Trying to prove that their finger is perpetually on the pulse of the young adult populous, 30-something marketing spin doctors give you yet another college flick. Granted, I saw “Slackers” at the five o’clock showing, but three days after its release the house was nearly empty with only me and four other poor fools. I was somewhat obligated to stay in my seat, but wondered why the rest didn’t leave after 20 minutes.

The previews should have been fair warning of the impending parade of crap (The new Ice Cube vehicle “All About The Benjamins” followed by “Rollerball”). The screen was clearly defining the demographic of a “Slackers” moviegoer: Gangsta’-rap savvy, weed-smoking suburbanites with a passion for blood, guts and Rebecca Romijn’s rack – in other words, our great nation’s future captains of industry.

The story revolves around three friends – Dave, Sam and Jeff – in the twilight of their college careers with an academic history precariously founded on elaborate scheming. In one of their last cheating attempts, Dave (Devon Sawa) leaves his name and number on an exam for the girl sitting next to him. The evidence that could get them all expelled falls into the hands of a spastic and psychotic dork, the self-deluded “Cool Ethan” (Jason Schwartzman). Ethan, who is walking female repellent blackmails the three friends into devising a plan to win the affections of the beautiful coed with whom he is obsessed, Angela (James King).

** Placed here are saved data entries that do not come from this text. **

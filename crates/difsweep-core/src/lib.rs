//! Parameter-sweep engine for diffraction analysis pipelines.
//!
//! The engine turns config-file sections into Cartesian products of typed
//! parameter combinations, binds each combination onto a stage's options
//! object, executes the stage's sub-phases under failure isolation with
//! per-sub-phase timing, and appends one fixed-schema row per run to a CSV
//! results table. The scientific stages themselves live behind the
//! [`SweepStage`] boundary.

mod attrs;
mod config;
mod errors;
mod hash;
mod params;
mod stage;
mod sweep;
mod table;

pub use attrs::{AttrSpec, AttrTable, GridProduct};
pub use config::ConfigSource;
pub use errors::{ErrorInfo, SweepError};
pub use hash::stable_hash_string;
pub use params::{parse_bool, parse_float, parse_int, parse_quit, ParamValue, QuitAfter};
pub use stage::{run_stage, PhaseTiming, StageError, StageOutcome, SweepStage};
pub use sweep::{run_sweep, RunReport, StageReport, SweepStats};
pub use table::{ColumnGroup, Schema, TableWriter};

As happenstance would have it, Angela is the same girl Dave had left his number for. (Can you see where this is going?) With no other choice, our three lovable scamps agree to Ethan’s terms. Dave befriends the girl so that he can get close and talk up Ethan, while Sam and Jeff compile a dossier on her likes and dislikes in order to turn Ethan into Angela’s perfect guy. But as Dave gets closer, he predictably falls for the girl himself and his loyalty to his friends is put at odds with newfound love.

Not only cheap in substance, “Slackers” must have been inexpensive to make. All the actors are relative unknowns. Perhaps the producers should have put their nine heads together to dole out some cash for a decent writer. Screenwriter David Steinberg’s apparent goal was to cover predictability with a constant barrage of poorly crafted lowbrow comedy. Gross-out and sex jokes hold nothing back. Without subtlety or development, they go straight for the punch line. The trade-off of spectacle for effort leads to these symptoms of a bad movie: chatter, groans, aversion of eyes and a turning of the stomach.

As I watched Schwartzman, I couldn’t help but remember his Max Fisher character from “Rushmore,” another unrequited obsessed teenager. In that film, we can laugh at ease with his awkward eccentricities because they stem from the same healthy neurosis possessed of a normal person. Cool Ethan, on the other hand, is everything conceivably abnormal: a shrine-erecting stalker who covets and counsels a doll made of his beloved’s hair – he is a freakish specimen.

But is the freakish Cool Ethan so unlike you and me? I would like to think so. But although we go to a university that draws the top 12.5 percent of all high school students, I personally have seen equal and worse comedy and behavior from my classmates. But they, in a drunk-on-jungle-juice stupor, have an excuse. More importantly, they pay for it with a hangover and as the subjects of ridicule.